This week, I bit the bullet and signed my life away on the 2010 Chicago Marathon.
As promised by all my seasoned marathoner buddies, running a half only makes you want to run a full. I wish it was called something other than a half-marathon... it almost feels like half an accomplishment. So ridiculous, considering three years ago, I couldn't run a mile. Anyhow, I'll be running my brains out on October 10, and you all will be subject to my training updates along the way. I apologize in advance. I'm crazy.
I've hated and successfully avoided running my whole life. Until recently! So, why the crazy?
I'm no Feltron, but a good portion of my recent success in running can be linked directly back to the start of my dailymile membership. I know it's supposed to be a networking site, but I could care less about the social aspect (sorry dailymile). For me, it's motivating as a data catalyst.
Something about being able to map out my running stats is a real spark plug for me. And, not just because I can see the holes in my week and feel like a worthless bum when I don't run. Not because I know other people can see when I don't run. Media kids love data, right? We love to optimize? I had a near panic attack when I thought I lost my TI83+ last week. I only have this one little website, but I strive to optimize my posting schedule, tags, titles, etc., based on my Google Analytics data; I get the same rush out of optimizing my training based on dailymile data.
It's motivating to know that in the months where I ran at least 4 days a week, I was more likely to feel good or great about my runs. It's motivating to see that in the weeks where I incorporated strength training into my weekday workouts, I was able to feel great for longer runs on weekends. It's motivating to track miles I've put on my shoes and guesstimate when I'll need new ones. And, it's incredibly motivating to look back over the months and see how far I've come. It's also just plain useful information.Your body is a machine, you know? It's fun to tinker with the inputs.

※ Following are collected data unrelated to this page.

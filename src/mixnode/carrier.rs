//! Length-prefixed TCP carrier: ingress listener plus a relay directory for
//! resolving a [`RelayId`] to the address the pipeline should forward to.
//!
//! Wire framing (spec §6, bit-exact): a 4-byte big-endian length followed by
//! exactly `PACKET_SIZE` bytes. Any other length is dropped — the carrier
//! assumes confidentiality/authenticity are handled hop-to-hop below it and
//! defines nothing about TLS.

use std::collections::HashMap;
use std::net::SocketAddr;
use std::sync::Arc;
use std::time::Duration;

use bytes::BytesMut;
use tokio::io::{AsyncReadExt, AsyncWriteExt};
use tokio::net::{TcpListener, TcpStream};
use tokio::sync::{broadcast, mpsc, RwLock};
use tracing::{debug, error, warn};

use crate::sphinx::header::RelayId;
use crate::{FogError, FogResult, PACKET_SIZE};

const LENGTH_PREFIX_SIZE: usize = 4;

/// Listener configuration.
#[derive(Debug, Clone)]
pub struct CarrierConfig {
    pub listen_addr: SocketAddr,
    pub read_timeout: Duration,
    pub read_buffer_capacity: usize,
}

impl Default for CarrierConfig {
    fn default() -> Self {
        Self {
            listen_addr: "0.0.0.0:9090".parse().unwrap(),
            read_timeout: Duration::from_secs(30),
            read_buffer_capacity: 16 * 1024,
        }
    }
}

/// Maps the opaque [`RelayId`]s carried inside a Sphinx header to the
/// network address the carrier should actually dial (header.rs's own doc
/// comment explains why the header can't carry a `SocketAddr` directly).
#[derive(Debug, Default)]
pub struct RelayDirectory {
    entries: RwLock<HashMap<RelayId, SocketAddr>>,
}

impl RelayDirectory {
    pub fn new() -> Self {
        Self {
            entries: RwLock::new(HashMap::new()),
        }
    }

    pub async fn register(&self, id: RelayId, addr: SocketAddr) {
        self.entries.write().await.insert(id, addr);
    }

    pub async fn deregister(&self, id: &RelayId) {
        self.entries.write().await.remove(id);
    }

    pub async fn resolve(&self, id: &RelayId) -> Option<SocketAddr> {
        self.entries.read().await.get(id).copied()
    }
}

/// Accepts carrier connections and decodes length-prefixed frames into raw
/// packet bytes delivered on `ingress_tx`.
pub struct Carrier {
    config: CarrierConfig,
}

impl Carrier {
    pub fn new(config: CarrierConfig) -> Self {
        Self { config }
    }

    /// Run the accept loop until `shutdown` fires.
    pub async fn run(
        &self,
        ingress_tx: mpsc::Sender<(SocketAddr, Vec<u8>)>,
        shutdown: broadcast::Sender<()>,
    ) -> FogResult<()> {
        let listener = TcpListener::bind(self.config.listen_addr)
            .await
            .map_err(FogError::Io)?;
        debug!(addr = %self.config.listen_addr, "carrier listening");

        let mut shutdown_rx = shutdown.subscribe();
        loop {
            tokio::select! {
                accepted = listener.accept() => {
                    match accepted {
                        Ok((stream, peer_addr)) => {
                            let tx = ingress_tx.clone();
                            let read_timeout = self.config.read_timeout;
                            let buffer_capacity = self.config.read_buffer_capacity;
                            let conn_shutdown = shutdown.subscribe();
                            tokio::spawn(async move {
                                if let Err(e) = handle_connection(stream, peer_addr, tx, read_timeout, buffer_capacity, conn_shutdown).await {
                                    error!(%peer_addr, error = %e, "carrier connection ended with error");
                                }
                            });
                        }
                        Err(e) => warn!(error = %e, "carrier failed to accept connection"),
                    }
                }
                _ = shutdown_rx.recv() => {
                    debug!("carrier shutting down");
                    return Ok(());
                }
            }
        }
    }
}

async fn handle_connection(
    mut stream: TcpStream,
    peer_addr: SocketAddr,
    ingress_tx: mpsc::Sender<(SocketAddr, Vec<u8>)>,
    read_timeout: Duration,
    buffer_capacity: usize,
    mut shutdown: broadcast::Receiver<()>,
) -> FogResult<()> {
    let mut buffer = BytesMut::with_capacity(buffer_capacity);

    loop {
        tokio::select! {
            read = tokio::time::timeout(read_timeout, stream.read_buf(&mut buffer)) => {
                match read {
                    Ok(Ok(0)) => return Ok(()),
                    Ok(Ok(_)) => {
                        while let Some(frame) = try_take_frame(&mut buffer) {
                            // Bounded ingress applies backpressure by refusal, not by
                            // blocking the reader (spec §4.5: "when full, new
                            // connections are refused"); a full channel here just
                            // drops the frame rather than stalling this connection.
                            match ingress_tx.try_send((peer_addr, frame)) {
                                Ok(()) => {}
                                Err(mpsc::error::TrySendError::Full(_)) => {
                                    warn!(%peer_addr, "ingress queue full, dropping frame");
                                }
                                Err(mpsc::error::TrySendError::Closed(_)) => return Ok(()),
                            }
                        }
                    }
                    Ok(Err(e)) => return Err(FogError::Io(e)),
                    Err(_) => {
                        warn!(%peer_addr, "carrier read timeout");
                        return Ok(());
                    }
                }
            }
            _ = shutdown.recv() => return Ok(()),
        }
    }
}

/// Pull one length-prefixed frame out of `buffer` if a complete one is
/// present. Frames whose declared length isn't exactly `PACKET_SIZE` are
/// dropped (spec §6) rather than causing the connection to desync: the
/// length prefix is still trusted to skip past the malformed payload.
fn try_take_frame(buffer: &mut BytesMut) -> Option<Vec<u8>> {
    loop {
        if buffer.len() < LENGTH_PREFIX_SIZE {
            return None;
        }
        let length = u32::from_be_bytes([buffer[0], buffer[1], buffer[2], buffer[3]]) as usize;
        if buffer.len() < LENGTH_PREFIX_SIZE + length {
            return None;
        }
        let frame = buffer.split_to(LENGTH_PREFIX_SIZE + length).split_off(LENGTH_PREFIX_SIZE);
        if length != PACKET_SIZE {
            warn!(length, "dropping carrier frame of unexpected length");
            continue;
        }
        return Some(frame.to_vec());
    }
}

/// Writes one length-prefixed frame to `addr`, dialing a fresh connection.
/// Batched callers should prefer writing several frames over one dial where
/// the pipeline's batching window groups packets bound for the same peer.
pub async fn send_frame(addr: SocketAddr, packet_bytes: &[u8]) -> FogResult<()> {
    let mut stream = TcpStream::connect(addr).await.map_err(FogError::Io)?;
    send_frame_on(&mut stream, packet_bytes).await
}

pub async fn send_frame_on(stream: &mut TcpStream, packet_bytes: &[u8]) -> FogResult<()> {
    let length = (packet_bytes.len() as u32).to_be_bytes();
    stream.write_all(&length).await.map_err(FogError::Io)?;
    stream.write_all(packet_bytes).await.map_err(FogError::Io)?;
    stream.flush().await.map_err(FogError::Io)
}

pub type SharedDirectory = Arc<RelayDirectory>;

#[cfg(test)]
mod tests {
    use super::*;

    #[test]
    fn complete_frame_is_extracted() {
        let mut buffer = BytesMut::new();
        buffer.extend_from_slice(&(PACKET_SIZE as u32).to_be_bytes());
        buffer.extend_from_slice(&vec![7u8; PACKET_SIZE]);
        let frame = try_take_frame(&mut buffer).unwrap();
        assert_eq!(frame.len(), PACKET_SIZE);
        assert!(buffer.is_empty());
    }

    #[test]
    fn partial_frame_waits_for_more_data() {
        let mut buffer = BytesMut::new();
        buffer.extend_from_slice(&(PACKET_SIZE as u32).to_be_bytes());
        buffer.extend_from_slice(&vec![1u8; 10]);
        assert!(try_take_frame(&mut buffer).is_none());
    }

    #[test]
    fn wrong_length_frame_is_dropped_not_returned() {
        let mut buffer = BytesMut::new();
        buffer.extend_from_slice(&50u32.to_be_bytes());
        buffer.extend_from_slice(&vec![2u8; 50]);
        assert!(try_take_frame(&mut buffer).is_none());
        assert!(buffer.is_empty());
    }

    #[tokio::test]
    async fn directory_round_trips_registration() {
        let dir = RelayDirectory::new();
        let id = RelayId::from_pubkey_bytes(&[9u8; 32]);
        let addr: SocketAddr = "127.0.0.1:7000".parse().unwrap();
        dir.register(id, addr).await;
        assert_eq!(dir.resolve(&id).await, Some(addr));
        dir.deregister(&id).await;
        assert_eq!(dir.resolve(&id).await, None);
    }
}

Training schedules are really helpful for big runs, and I'll certainly be using one as I train for the marathon. But when you get down to it, a training schedule can't help you determine on which days of the week you should swim to get the most out of that week's miles. You can't massage a schedule and try to determine what is linking together the feeling-blah days, figure out what's bothering your knee. A schedule doesn't send you weekly newsletters to remind you to keep kicking ass. Just like every website feels a bit different and needs custom optimization, so do you and your feet. You're special. Like a snowflake. And it's really helpful, at least to me, to treat my training that way.
There are tons of sites out there like dailymile that help you add some optimization into your training. I highly recommend social fitness tracking to any of my nerd friends who could use a good kick in the pants in re: their currently pathetic data.
Plus, look at the pretty charts!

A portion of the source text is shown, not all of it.